Algebras and $\sigma$-algebras
Let $X$ be a set.
- $\emptyset \in \mathcal{A}$ and $X \in \mathcal{A}$;
- If $A \in \mathcal{A}$, then $A^c \in \mathcal{A}$;
- If $A_1, \cdots, A_n \in \mathcal{A}$, then $\bigcup_{i=1}^n A_i$ and $\bigcap_{i=1}^n A_i$ are in $\mathcal{A}$
- whenever $A_1, A_2, \dots$ are in $\mathcal{A}$, then $\bigcup_{i=1}^\infty A_i$ and $\bigcap_{i=1}^\infty A_i$ are in $\mathcal{A}$
$\mathcal{A}$ is a $\sigma$-algebra if in addition
Let $X$ be a set and $\mathcal{A}$ be a $\sigma$-algebra on $X$. The tuple $(X, \mathcal{A})$ is called a measurable space. A set $A$ is called measurable, or $\mathcal{A}$ measurable if $A \in \mathcal{A}$.
- A synonym for algebra is field.
- A minimal set of postulates for $\mathcal{A}$ to be algebra is
- $X \in \mathcal{A}$;
- $A \in \mathcal{A}$ implies $A^c \in \mathcal{A}$;
- $A, B \in \mathcal{A}$ implies $A \cup B \in \mathcal{A}$;
- Similarly, a minimal set of postulates for $\mathcal{A}$ to be $\sigma$-algebra is
- $X \in \mathcal{A}$;
- $A \in \mathcal{A}$ implies $A^c \in \mathcal{A}$;
- $A_1, A_2, \dots \in \mathcal{A}$ implies $\bigcup_{i=1}^\infty A_i \in \mathcal{A}$;
Here are some examples.
click to expand
$\color{green}{\mathbf{Example.}}$ Let $X = \mathbb{R}$, and let $\mathcal{A}$ be the collection of all subsets of $\mathbb{R}$. Then $\mathcal{A}$ is a $\sigma$-algebra.
$\color{green}{\mathbf{Example.}}$ Cocountable topology
Let $X = \mathbb{R}$, and let \(\begin{aligned} \mathcal{A} = \{A \subset \mathbb{R} \mid A \text{ is countable or } A^c \text{ is countable } \}. \end{aligned}\)
Then $\mathcal{A}$ is a $\sigma$-algebra.
$\color{green}{\mathbf{Example.}}$ Let $X = [0, 1]$ and let \(\mathcal{A} = \{\emptyset, X, [0, \frac{1}{2}], (\frac{1}{2}, 1] \}\). Then $\mathcal{A}$ is a $\sigma$-algebra.

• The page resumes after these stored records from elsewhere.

use std::collections::BTreeMap;

use crate::classpath::ClassIndex;
use crate::extract::ExtractedMethod;
use crate::introspect::TypeIntrospector;
use crate::pool::is_response_class;
use crate::resources::{Body, ResourceMethod, Resources, Response};
use crate::signature::{OBJECT, TypeRef};

/// Combine extractor output, simulator findings, and type introspection
/// into the renderable `Resources` model. Body types are introspected once
/// through the shared cache; entries sort by path and verb for stable
/// output.
pub(crate) fn assemble(extracted: Vec<ExtractedMethod>, index: &ClassIndex) -> Resources {
    let introspector = TypeIntrospector::new(index);
    let mut methods: BTreeMap<String, Vec<ResourceMethod>> = BTreeMap::new();

    for method in extracted {
        let assembled = assemble_method(&method, &introspector, index);
        methods.entry(method.sub_path.clone()).or_default().push(assembled);
    }

    for group in methods.values_mut() {
        group.sort_by_key(|method| method.verb.as_str());
    }

    Resources {
        base_path: String::new(),
        methods,
    }
}

fn assemble_method(
    method: &ExtractedMethod,
    introspector: &TypeIntrospector<'_>,
    index: &ClassIndex,
) -> ResourceMethod {
    let request_body = method
        .request_body
        .as_ref()
        .map(|type_ref| make_body(type_ref.clone(), introspector));

    ResourceMethod {
        verb: method.verb,
        request_media_types: method.consumes.clone(),
        response_media_types: method.produces.clone(),
        parameters: method.parameters.clone(),
        request_body,
        responses: assemble_responses(method, introspector, index),
    }
}

fn assemble_responses(
    method: &ExtractedMethod,
    introspector: &TypeIntrospector<'_>,
    index: &ClassIndex,
) -> BTreeMap<u16, Response> {
    let default_status = if method.returns_void { 204 } else { 200 };
    let mut responses = BTreeMap::new();

    let aggregates = method
        .result
        .as_ref()
        .map(|element| element.responses.clone())
        .unwrap_or_default();

    if aggregates.is_empty() {
        let body = plain_body(method, introspector);
        responses.insert(
            default_status,
            Response {
                headers: Default::default(),
                body,
            },
        );
        return responses;
    }

    for aggregate in aggregates {
        let body = entity_body(
            aggregate.entity_types.iter().map(String::as_str),
            introspector,
            index,
        );
        let statuses: Vec<u16> = if aggregate.statuses.is_empty() {
            vec![default_status]
        } else {
            aggregate.statuses.iter().copied().collect()
        };
        for status in statuses {
            merge_response(
                responses.entry(status).or_default(),
                &aggregate.headers,
                body.as_ref(),
                introspector,
                index,
            );
        }
    }

    responses
}

/// Body for a method whose return flow never touched a response builder:
/// the declared return type, refined by the simulated element's type when
/// it is more specific.
fn plain_body(method: &ExtractedMethod, introspector: &TypeIntrospector<'_>) -> Option<Body> {
    if method.returns_void || is_response_class(&method.declared_return.name) {
        return None;
    }
    let declared = &method.declared_return;
    // A parameterized declared type beats the element's raw type: the
    // element never carries the type arguments the schema needs.
    let type_ref = match &method.result {
        Some(element)
            if declared.args.is_empty()
                && element.type_name != OBJECT
                && element.type_name != declared.name =>
        {
            TypeRef::named(&element.type_name)
        }
        _ => declared.clone(),
    };
    if type_ref.name == "void" {
        return None;
    }
    Some(make_body(type_ref, introspector))
}

fn entity_body<'a>(
    entity_types: impl Iterator<Item = &'a str>,
    introspector: &TypeIntrospector<'_>,
    index: &ClassIndex,
) -> Option<Body> {
    let mut folded: Option<String> = None;
    for entity in entity_types {
        folded = Some(match folded {
            None => entity.to_string(),
            Some(current) => index.common_supertype(&current, entity),
        });
    }
    folded.map(|name| make_body(TypeRef::named(&name), introspector))
}

fn merge_response(
    response: &mut Response,
    headers: &std::collections::BTreeSet<String>,
    body: Option<&Body>,
    introspector: &TypeIntrospector<'_>,
    index: &ClassIndex,
) {
    response.headers.extend(headers.iter().cloned());
    match (&response.body, body) {
        (None, Some(body)) => response.body = Some(body.clone()),
        (Some(existing), Some(body)) if existing.type_ref != body.type_ref => {
            let folded = index.common_supertype(&existing.type_ref.name, &body.type_ref.name);
            response.body = Some(make_body(TypeRef::named(&folded), introspector));
        }
        _ => {}
    }
}

fn make_body(type_ref: TypeRef, introspector: &TypeIntrospector<'_>) -> Body {
    let schema = introspector.introspect(&type_ref);
    Body { type_ref, schema }
}

#[cfg(test)]
mod tests {
    use super::*;
    use crate::element::{Constant, Element, HttpResponse};
    use crate::ir::{Class, Field, FieldAccess};
    use crate::resources::{HttpVerb, MethodParameters};
    use crate::schema::{Primitive, Schema};
    use std::collections::BTreeSet;

    fn user_class() -> Class {
        let mut class = Class::synthetic("com.example.User");
        class.fields = vec![Field {
            name: "name".to_string(),
            descriptor: "Ljava/lang/String;".to_string(),
            signature: None,
            access: FieldAccess {
                is_public: true,
                is_static: false,
                is_transient: false,
            },
            annotations: Vec::new(),
        }];
        class
    }

    fn extracted(verb: HttpVerb, declared: TypeRef, returns_void: bool) -> ExtractedMethod {
        ExtractedMethod {
            sub_path: "users".to_string(),
            verb,
            consumes: BTreeSet::new(),
            produces: BTreeSet::new(),
            parameters: MethodParameters::default(),
            request_body: None,
            declared_return: declared,
            returns_void,
            result: None,
        }
    }

    #[test]
    fn plain_string_return_defaults_to_200() {
        let index = ClassIndex::build(Vec::new());
        let mut method = extracted(HttpVerb::Get, TypeRef::named("java.lang.String"), false);
        method.result = Some(Element::constant(Constant::Str("ok".to_string())));

        let resources = assemble(vec![method], &index);

        let methods = resources.methods.get("users").expect("path entry");
        let response = methods[0].responses.get(&200).expect("status 200");
        let body = response.body.as_ref().expect("body");
        assert_eq!(body.schema, Schema::Primitive(Primitive::Str));
    }

    #[test]
    fn void_return_defaults_to_204_without_body() {
        let index = ClassIndex::build(Vec::new());
        let method = extracted(HttpVerb::Delete, TypeRef::named("void"), true);

        let resources = assemble(vec![method], &index);

        let methods = resources.methods.get("users").expect("path entry");
        let response = methods[0].responses.get(&204).expect("status 204");
        assert!(response.body.is_none());
    }

    #[test]
    fn aggregates_produce_separate_status_entries() {
        let index = ClassIndex::build(vec![user_class()]);
        let mut element = Element::of_type("jakarta.ws.rs.core.Response");
        let mut ok = HttpResponse::default();
        ok.statuses.insert(200);
        ok.entity_types.insert("com.example.User".to_string());
        element.responses.insert(ok);
        let mut not_found = HttpResponse::default();
        not_found.statuses.insert(404);
        element.responses.insert(not_found);
        let mut method = extracted(
            HttpVerb::Get,
            TypeRef::named("jakarta.ws.rs.core.Response"),
            false,
        );
        method.result = Some(element);

        let resources = assemble(vec![method], &index);

        let methods = resources.methods.get("users").expect("path entry");
        let responses = &methods[0].responses;
        assert_eq!(responses.len(), 2);
        let ok = responses.get(&200).expect("status 200");
        let body = ok.body.as_ref().expect("body of 200");
        assert_eq!(body.type_ref.name, "com.example.User");
        let not_found = responses.get(&404).expect("status 404");
        assert!(not_found.body.is_none());
    }

    #[test]
    fn collection_return_unwraps_to_array_schema() {
        let index = ClassIndex::build(vec![user_class()]);
        let list = TypeRef {
            name: "java.util.List".to_string(),
            args: vec![TypeRef::named("com.example.User")],
        };
        let mut method = extracted(HttpVerb::Get, list.clone(), false);
        method.result = Some(Element::of_type("java.util.List"));

        let resources = assemble(vec![method], &index);

        let methods = resources.methods.get("users").expect("path entry");
        let response = methods[0].responses.get(&200).expect("status 200");
        let body = response.body.as_ref().expect("body");
        assert_eq!(body.type_ref, list);
        let Schema::Array(element) = &body.schema else {
            panic!("expected array schema, got {:?}", body.schema);
        };
        let Schema::Object(properties) = element.as_ref() else {
            panic!("expected object element schema");
        };
        assert_eq!(properties[0].0, "name");
    }

    #[test]
    fn methods_sort_by_verb_within_a_path() {
        let index = ClassIndex::build(Vec::new());
        let post = extracted(HttpVerb::Post, TypeRef::named("java.lang.String"), false);
        let get = extracted(HttpVerb::Get, TypeRef::named("java.lang.String"), false);

        let resources = assemble(vec![post, get], &index);

        let methods = resources.methods.get("users").expect("path entry");
        assert_eq!(methods[0].verb, HttpVerb::Get);
        assert_eq!(methods[1].verb, HttpVerb::Post);
    }

    #[test]
    fn response_typed_return_without_aggregates_has_no_body() {
        let index = ClassIndex::build(Vec::new());
        let mut method = extracted(
            HttpVerb::Get,
            TypeRef::named("jakarta.ws.rs.core.Response"),
            false,
        );
        method.result = Some(Element::of_type("jakarta.ws.rs.core.Response"));

        let resources = assemble(vec![method], &index);

        let methods = resources.methods.get("users").expect("path entry");
        let response = methods[0].responses.get(&200).expect("status 200");
        assert!(response.body.is_none());
    }
}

$\color{green}{\mathbf{Example.}}$ Let $X = [0, 1]$ and let $B_1, \cdots, B_8$ be subsets of $X$ which are pairwise disjoint and whose union is all of $X$. Let $\mathcal{A}$ be the collection of all finite unions of the $B_i$’s as well as the empty sets. (Thus $\mathcal{A}$ consists of $2^8$ elements.) Then $\mathcal{A}$ is a $\sigma$-algebra.
One would like to assign a size to every subset of $X$, but in many settings, this is not possible. Instead, we consider a smaller collection of subsets of $X$. Then we can define another $\sigma$-algebra with this collection. If we have a collection $\mathcal{C}$ of subsets of $X$, define the intersection of all $\sigma$-algebras containing $\mathcal{C}$.
\[\begin{aligned} \sigma(\mathcal{C}) = \bigcap \{ \mathcal{A}_{\alpha} \mid \mathcal{A}_{\alpha} \text{ is a } \sigma \text{-algebra, } \mathcal{C} \subset A_{\alpha} \} \end{aligned}\]Then, by the next lemma, $\sigma(\mathcal{C})$ is clearly $\sigma$-algebra. And it is referred to as $\sigma$-algebra generated by $\mathcal{C}$.
And this intersection of $\sigma$-algebra is also a $\sigma$-algebra, according to the following lemma:
If $\mathcal{A}_{\alpha}$ is a $\sigma$-algebra for each $\alpha$ in some non-empty index set $I$, then $\bigcap_{\alpha \in I} \mathcal{A}_{\alpha}$ is a $\sigma$-algebra.
In other words, any intersection of $\sigma$-algebra is also a $\sigma$-algebra.
- Since there exists at least one $\mathcal{A}_{\alpha}$ e.g. power set of $X$, it never takes the intersection over an empty class of $\sigma$-algebra.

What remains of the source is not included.